//! Configuration for the tokenswap relay.
//!
//! Provides TOML-based configuration with:
//! - Config file layering (XDG user config + project-local overrides)
//! - Environment variable overrides using the names existing deployments set
//!   (`SPOTIFY_CLIENT_ID`, `SPOTIFY_CLIENT_SECRET`, `PORT`, ...)
//! - Secret resolution with provenance (env var → config file)
//! - Validation into immutable [`RelaySettings`]

pub mod discovery;
pub mod error;
pub mod secrets;
pub mod types;

pub use discovery::{
    LoadedConfig, load_config, load_config_file, load_config_with_options, load_explicit_config,
    xdg_config_dir, xdg_config_path,
};
pub use error::{ConfigError, Result};
pub use secrets::{ResolvedSecret, SecretSource, resolve_secret};
pub use types::*;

YOUR ASSIGNMENT -
In the listing, find every line with the word "discovery" and state how many there are, nothing more.

ANSWER SECTION -
2